Cher ami lecteur,
Afin d’inaugurer notre nouvelle rubrique retraçant les affaires criminelles les plus sordides ayant secoué notre bonne ville d’Heaven Harbor ces dernières années, j’aimerais que tu te souviennes de cet insoutenable été 1946. Ce n’est pas si loin, pas vrai, ami lecteur ? Tu dois encore avoir en mémoire cette chaleur infernale, à faire fondre l’asphalte. Soleil de plomb et pas un souffle de vent. Aucun moyen de se rafraîchir. Même la nuit, le mercure ne descend pas. Collé aux draps moites, impossible de dormir. La fatigue s’accumule. De quoi avoir le cerveau en ébullition. De quoi devenir dingue.
C’est ce qui est arrivé à ce brave Jerry Wetcomb.
Jerry est un type bien. Sympathique, discret, serviable diront ses voisins. Jerry est comptable. Il travaille pour un atelier de confection sur Century Boulevard. Calme, travailleur et sérieux dira son patron. Jerry, c’est ce genre de type qu’on croise mais qu’on ne voit pas. Tranquille, effacé, quasiment transparent. De toute sa vie, il n’a jamais récolté une seule contravention. Le citoyen modèle. Même avec cette terrible canicule, Jerry fait son boulot avec application, sans se plaindre. N’empêche, la chaleur est si insoutenable en cet après-midi du 17 août 1946 que le patron décide de fermer l’entrepôt pour le reste de la journée. Jerry est libre de rentrer chez lui.
Lorsqu’il pousse la porte du domicile familial, un appartement simple mais coquet de Carnelly Hill, Jerry sent tout de suite que quelque chose ne va pas. Visiblement consignés là par maman, les deux fils de Jerry jouent sur l’échelle d’incendie.

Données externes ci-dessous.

use crate::ir::ImportInfo;
use crate::text_processor::strip_generics;
use codegraph_core::Language;

const PYTHON_BUILTINS: &[&str] = &[
    "object", "str", "int", "float", "bool", "bytes", "list", "dict", "tuple", "set", "None",
    "Exception", "BaseException", "ValueError", "TypeError", "AttributeError", "KeyError",
    "RuntimeError",
];

const TYPESCRIPT_BUILTINS: &[&str] = &[
    "Object", "Array", "String", "Number", "Boolean", "Date", "RegExp", "Error", "Promise", "Map",
    "Set", "Function", "Symbol", "any", "unknown", "void", "never", "string", "number", "boolean",
];

const JAVA_LANG: &[&str] = &[
    "String", "Object", "Math", "System", "Thread", "Class", "Integer", "Long", "Double", "Float",
    "Boolean", "Exception", "RuntimeException", "IllegalArgumentException",
    "IllegalStateException",
];

/// Resolves simple type names written in one file to qualified names.
///
/// Order: already qualified names pass through, then the file's imports,
/// then language builtins, then the file's own namespace.
pub struct TypeResolver<'a> {
    language: Language,
    namespace: &'a str,
    imports: &'a [ImportInfo],
}

impl<'a> TypeResolver<'a> {
    pub fn new(language: Language, namespace: &'a str, imports: &'a [ImportInfo]) -> Self {
        Self {
            language,
            namespace,
            imports,
        }
    }

    pub fn resolve(&self, type_name: &str) -> Option<String> {
        let name = strip_generics(type_name).trim_end_matches("[]").trim();
        if name.is_empty() {
            return None;
        }
        if name.contains('.') {
            return Some(name.to_string());
        }
        if let Some(found) = self.from_imports(name) {
            return Some(found);
        }
        if let Some(builtin) = self.builtin(name) {
            return Some(builtin);
        }
        Some(self.qualify(name))
    }

    /// Names declared in this file's namespace.
    pub fn qualify(&self, name: &str) -> String {
        if self.namespace.is_empty() {
            name.to_string()
        } else {
            format!("{}.{}", self.namespace, name)
        }
    }

    fn from_imports(&self, name: &str) -> Option<String> {
        for import in self.imports {
            match self.language {
                Language::Java => {
                    let last = import.module.rsplit('.').next().unwrap_or(&import.module);
                    if !import.is_wildcard && last == name {
                        return Some(import.module.clone());
                    }
                }
                _ => {
                    if import.items.iter().any(|item| item == name) {
                        return Some(format!("{}.{}", import.module, name));
                    }
                    if import.alias.as_deref() == Some(name) {
                        return Some(import.module.clone());
                    }
                }
            }
        }
        None
    }

    fn builtin(&self, name: &str) -> Option<String> {
        match self.language {
            Language::Java if JAVA_LANG.contains(&name) => Some(format!("java.lang.{}", name)),
            Language::Python if PYTHON_BUILTINS.contains(&name) => {
                Some(format!("builtins.{}", name))
            }
            Language::TypeScript | Language::JavaScript if TYPESCRIPT_BUILTINS.contains(&name) => {
                Some(format!("typescript.{}", name))
            }
            _ => None,
        }
    }
}
use codegraph_core::CodeGraphError;
use thiserror::Error;

pub type Result<T> = std::result::Result<T, VectorError>;

#[derive(Error, Debug)]
pub enum VectorError {
    #[error("Dimension mismatch: expected {0}, got {1}")]
    DimensionMismatch(usize, usize),

    #[error("Semantic search is disabled")]
    Disabled,

    #[error("Embedding provider error: {0}")]
    Provider(String),

    #[error("HTTP error: {0}")]
    Http(#[from] reqwest::Error),

    #[error("Invalid provider response: {0}")]
    InvalidResponse(String),
}

impl From<VectorError> for CodeGraphError {
    fn from(err: VectorError) -> Self {
        match err {
            VectorError::Disabled => CodeGraphError::EmbeddingDisabled,
            VectorError::DimensionMismatch(..) => CodeGraphError::Vector(err.to_string()),
            other => CodeGraphError::EmbeddingProvider(other.to_string()),
        }
    }
}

Attiré par les gémissements, Jerry entre dans la chambre à coucher et découvre sa femme Barbara, emmêlée dans les draps mouillés avec un autre homme. Pas n’importe qui : c’est avec le frère de Jerry, Martin, que Madame joue à cache-la-grosse-bête.
OK, sa femme couche avec un autre. Qu’un type comme Jerry soit cocufié par sa bourgeoise, ça ne surprendra personne, hein ? Pas même lui, sans doute. OK, avec son propre frère. Bah, au moins, ça ne sort pas la famille, pas vrai ? Jerry étant Jerry, il ne fait pas de drame. Il reste calme et tourne les talons, laissant Madame et P’tit frère gamberger pour trouver une explication qui tienne la route.
Jerry ne va pas s’enfiler un petit scotch au bar du coin : il ne boit jamais. Il ne se rend pas chez un ami, histoire de s’épancher sur son infortune maritale : Jerry n’a pas d’amis. Il se contente d’ouvrir la malle de sa Buick modèle 41 et d’en sortir une large clé à molette avant de remonter à son appartement.
Là haut, Martin a remis son pantalon et Barbara prépare un café, prête à une explication entre adultes responsables. Mais Jerry est aux abonnés absents. Il s’approche de son frère et lui assène un terrible coup de clé à molette au visage. Martin s’effondre au sol et Jerry entreprend alors de lui défoncer le crâne à coups redoublés, répandant la matière cervicale sur le tapis du salon. Barbara reste pétrifiée devant son fourneau. Abandonnant la clé à molette dans la boîte crânienne de Martin, Jerry se redresse et s’approche d’elle. Il se saisit d’un couteau de cuisine et la frappe à son tour. C’est là qu’elle commence à hurler mais Jerry la fait vite taire en la poignardant à plus de soixante reprises.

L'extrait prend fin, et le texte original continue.